|Cunningham running at Kansas State (http://www.kshs.org/portraits/cunningham_glenn.htm)|
Who can be a hero? Anyone who fits in to one of these five categories can be a hero: Hero on the Spot, Survivor Hero, Hero to Others, Hero Within, Hero for all Time. Have you ever heard of Glen Cunningham? He was just eight years old when it was his turn to light the the school house heater. Then boom.
When he was only eight years old, Glenn Cunningham's physicians told him that he would never walk again. He had severe leg burns from the explosion. It was the Cunningham's turn to light the school house heater. It was mistakingly filled with gasoline; they lit it and there was an explosion that engulfed the room with flames. Cunningham not only walked again, but was one of the top-notch milers in the 1930s.
For three years, from 1932 to 1934, he won the Big Six indoor titles and was at the Olympics again in 1936. Then in 1938 Cunningham became the world's fastest runner as he set a new record at Dartmouth College. The record wasn’t recorded because it wasn’t a real track and field meet. Then later in that same year he also received a degree from New York University.

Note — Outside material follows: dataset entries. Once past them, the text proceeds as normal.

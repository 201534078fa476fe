use crate::proteomic::models::peptide::Peptide;

pub const DEFAULT_MIN_PEPTIDE_LENGTH: usize = 7;

/// Policy applied to the digest by the caller, the enzymes themselves never drop peptides.
#[derive(Debug, Clone, PartialEq)]
pub struct PeptideFilter {
    min_peptide_length: usize,
    max_peptide_length: Option<usize>,
    required_residue: Option<char>
}

impl PeptideFilter {
    pub fn new(min_peptide_length: usize, max_peptide_length: Option<usize>) -> Self {
        return Self {
            min_peptide_length: min_peptide_length,
            max_peptide_length: max_peptide_length,
            required_residue: None
        }
    }

    /// Keeps only peptides carrying at least one lysine, the acetylation target.
    pub fn require_lysine(self) -> Self {
        return self.require_residue('K');
    }

    pub fn require_residue(mut self, one_letter_code: char) -> Self {
        self.required_residue = Some(one_letter_code);
        return self;
    }

    pub fn get_min_peptide_length(&self) -> usize {
        return self.min_peptide_length;
    }

    pub fn get_max_peptide_length(&self) -> Option<usize> {
        return self.max_peptide_length;
    }

    pub fn get_required_residue(&self) -> Option<char> {
        return self.required_residue;
    }

    pub fn is_accepted(&self, peptide: &Peptide) -> bool {
        let length = peptide.get_length();
        if length < self.min_peptide_length {
            return false;
        }
        if let Some(max_peptide_length) = self.max_peptide_length {
            if length > max_peptide_length {
                return false;
            }
        }
        return match self.required_residue {
            Some(one_letter_code) => peptide.contains_residue(one_letter_code),
            None => true
        };
    }

    pub fn apply(&self, peptides: Vec<Peptide>) -> Vec<Peptide> {
        return peptides.into_iter().filter(|peptide| self.is_accepted(peptide)).collect();
    }
}

impl Default for PeptideFilter {
    fn default() -> Self {
        return Self::new(DEFAULT_MIN_PEPTIDE_LENGTH, None);
    }
}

Glenn Cunningham was a hero but do you know what kind? He was a hero within because to be a hero within you have to find strength when it is the most troubling times and then give yourself the courage and will to succeed. When he was burned the doctor wanted to amputate the his legs but Glenn wouldn't let them because deep down Glenn knew he would walk and run again someday.
During World War two he entered the Navy and made new physical training programs for the soldiers. Cunningham was only in the navy for two years. Cunningham received much praise over a long period of time but his most satisfying experience was Elkhart's Glenn Cunningham day, held in 1933, when he returned from Europe after winning 11 straight races.